Summary:
Tessa Quayle, the young wife of a British civil servant in Kenya, is mysteriously murdered. Tessa, a lawyer, had been an outspoken human rights activist, and something of an embarrassment to her husband. But shaken from his marital and political complacency by her death and the rumors that quickly surround it, Justin Quayle sets out to solve the mystery and in doing so inherits her cause.

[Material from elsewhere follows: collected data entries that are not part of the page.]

//! limner CLI
//!
//! Rasterize SVG documents to PNG and inspect their geometry.

use anyhow::{Context, Result};
use clap::{Parser, Subcommand};
use limner_core::{Affine2D, Color, IntSize, Rect};
use limner_svg::{FitTo, ResvgEngine, SvgRenderer};
use serde_json::json;
use std::fs;
use std::path::{Path, PathBuf};
use tracing::{info, warn};
use tracing_subscriber::{fmt, prelude::*, EnvFilter};

mod config;

use config::Overrides;

#[derive(Parser)]
#[command(name = "limner")]
#[command(version = env!("CARGO_PKG_VERSION"))]
#[command(about = "SVG rasterizer and inspector", long_about = None)]
struct Cli {
    /// Enable verbose output
    #[arg(short, long, global = true)]
    verbose: bool,

    #[command(subcommand)]
    command: Commands,
}

#[derive(Subcommand)]
enum Commands {
    /// Render an SVG document to a PNG file
    Render {
        /// Input .svg or .svgz file
        input: PathBuf,

        /// Output PNG file
        output: PathBuf,

        /// Output size as WIDTHxHEIGHT (overrides any fit mode)
        #[arg(short, long, value_parser = config::parse_size)]
        size: Option<IntSize>,

        /// TOML file with render options
        #[arg(short, long)]
        options: Option<PathBuf>,

        /// Device scale factor (dpi = 96 * scale)
        #[arg(long)]
        dpi_scale: Option<f32>,

        /// Fill the background with a #rrggbb[aa] color
        #[arg(short, long, value_parser = config::parse_color)]
        background: Option<Color>,

        /// Scale to a width, keeping aspect ratio
        #[arg(long, conflicts_with_all = ["fit_height", "zoom"])]
        fit_width: Option<u32>,

        /// Scale to a height, keeping aspect ratio
        #[arg(long, conflicts_with = "zoom")]
        fit_height: Option<u32>,

        /// Scale both dimensions by a factor
        #[arg(long)]
        zoom: Option<f32>,
    },

    /// Print size, view box and element geometry of an SVG document
    Info {
        /// Input .svg or .svgz file
        input: PathBuf,

        /// Element ids to query
        #[arg(long = "id")]
        ids: Vec<String>,

        /// Print JSON instead of text
        #[arg(long)]
        json: bool,
    },
}

fn main() -> Result<()> {
    let cli = Cli::parse();

    // Initialize logging
    let filter = if cli.verbose {
        EnvFilter::new("debug")
    } else {
        EnvFilter::new("warn")
    };

    tracing_subscriber::registry()
        .with(fmt::layer().with_writer(std::io::stderr))
        .with(filter)
        .init();

    match cli.command {
        Commands::Render {
            input,
            output,
            size,
            options,
            dpi_scale,
            background,
            fit_width,
            fit_height,
            zoom,
        } => {
            let fit_to = match (fit_width, fit_height, zoom) {
                (Some(width), _, _) => Some(FitTo::Width(width)),
                (_, Some(height), _) => Some(FitTo::Height(height)),
                (_, _, Some(zoom)) => Some(FitTo::Zoom(zoom)),
                _ => None,
            };
            let overrides = Overrides {
                dpi_scale,
                background,
                fit_to,
            };
            cmd_render(&input, &output, size, options.as_deref(), &overrides)
        }

        Commands::Info { input, ids, json } => cmd_info(&input, &ids, json),
    }
}

fn cmd_render(
    input: &Path,
    output: &Path,
    size: Option<IntSize>,
    options_path: Option<&Path>,
    overrides: &Overrides,
) -> Result<()> {
    let mut options = config::load_options(options_path)?;
    config::apply_overrides(&mut options, overrides);
    let scale = config::scale_factor(&options, overrides);

    let mut renderer = SvgRenderer::with_engine(ResvgEngine::with_defaults(options));
    renderer.set_device_pixel_ratio(scale);
    renderer
        .load_file(input)
        .with_context(|| format!("Failed to load {}", input.display()))?;

    if renderer.is_empty() {
        warn!("{} has nothing to render", input.display());
    }

    let size = match size {
        Some(size) => size,
        None => renderer
            .fitted_size()
            .with_context(|| format!("{} has no usable size", input.display()))?,
    };

    let image = renderer.render_to_image(Some(size));
    let png = limner_paint::encode_png(&image).context("Failed to encode PNG")?;
    fs::write(output, png).with_context(|| format!("Failed to write {}", output.display()))?;

    info!(
        "Rendered {} to {} ({}x{})",
        input.display(),
        output.display(),
        size.width,
        size.height
    );
    Ok(())
}

fn cmd_info(input: &Path, ids: &[String], as_json: bool) -> Result<()> {
    let mut renderer = SvgRenderer::new();
    renderer
        .load_file(input)
        .with_context(|| format!("Failed to load {}", input.display()))?;

    let size = renderer.default_size();
    let view_box = renderer.view_box_f();
    let bbox = renderer.bounding_box();

    if as_json {
        let elements: Vec<_> = ids
            .iter()
            .map(|id| {
                json!({
                    "id": id,
                    "exists": renderer.element_exists(id),
                    "bounds": rect_json(renderer.bounds_on_element(id)),
                    "transform": renderer.transform_for_element(id).elements,
                })
            })
            .collect();

        let report = json!({
            "path": input.display().to_string(),
            "size": [size.width, size.height],
            "view_box": rect_json(view_box),
            "bounding_box": rect_json(bbox),
            "empty": renderer.is_empty(),
            "elements": elements,
        });
        println!("{}", serde_json::to_string_pretty(&report)?);
        return Ok(());
    }

    println!("{}", input.display());
    println!("  size:         {}x{}", size.width, size.height);
    println!("  view box:     {}", format_rect(view_box));
    println!("  bounding box: {}", format_rect(bbox));
    println!("  empty:        {}", renderer.is_empty());

    for id in ids {
        println!();
        if !renderer.element_exists(id) {
            println!("  #{}: not found", id);
            continue;
        }
        println!("  #{}", id);
        println!("    bounds:    {}", format_rect(renderer.bounds_on_element(id)));
        println!(
            "    transform: {}",
            format_transform(renderer.transform_for_element(id))
        );
    }

    Ok(())
}

fn rect_json(rect: Rect) -> serde_json::Value {
    json!([rect.x(), rect.y(), rect.width(), rect.height()])
}

fn format_rect(rect: Rect) -> String {
    format!(
        "x={} y={} w={} h={}",
        rect.x(),
        rect.y(),
        rect.width(),
        rect.height()
    )
}

fn format_transform(transform: Affine2D) -> String {
    let [a, b, c, d, e, f] = transform.elements;
    format!("matrix({} {} {} {} {} {})", a, b, c, d, e, f)
}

Tessa had discovered, as Justin now learns, that a new tuberculosis drug was being prematurely tested on Kenyan patients: clinical trials were effectively being carried out on the African population by the drug's giant pharmaceutical producer without the patients' knowledge or consent, but with the support and cover of a global corporation with African interests and of the British High Commission in Kenya. Lethal side effects and deaths were being concealed, the drug retitrated and retested in preparation for its safer and more lucrative release in the west in time for a predicted rise in incidence of multi-resistant strains of TB.
Justin, now a kind of rogue agent, uncovers the layers of sinister plotting to be expected in one of Le Carré's intelligence thrillers, but in the process we are led to consider, vividly, the interlocking roles of international biomedical research, postcolonial political interests, and global capital in determining the fates of impoverished, uneducated, and deeply vulnerable patients in developing countries--as well as the fates of those who try, often against all odds, to offer them the best available care. The novel also gives us, in Justin Quayle's odyssey, a moving study of desire, loss, regret, and, finally, outraged action.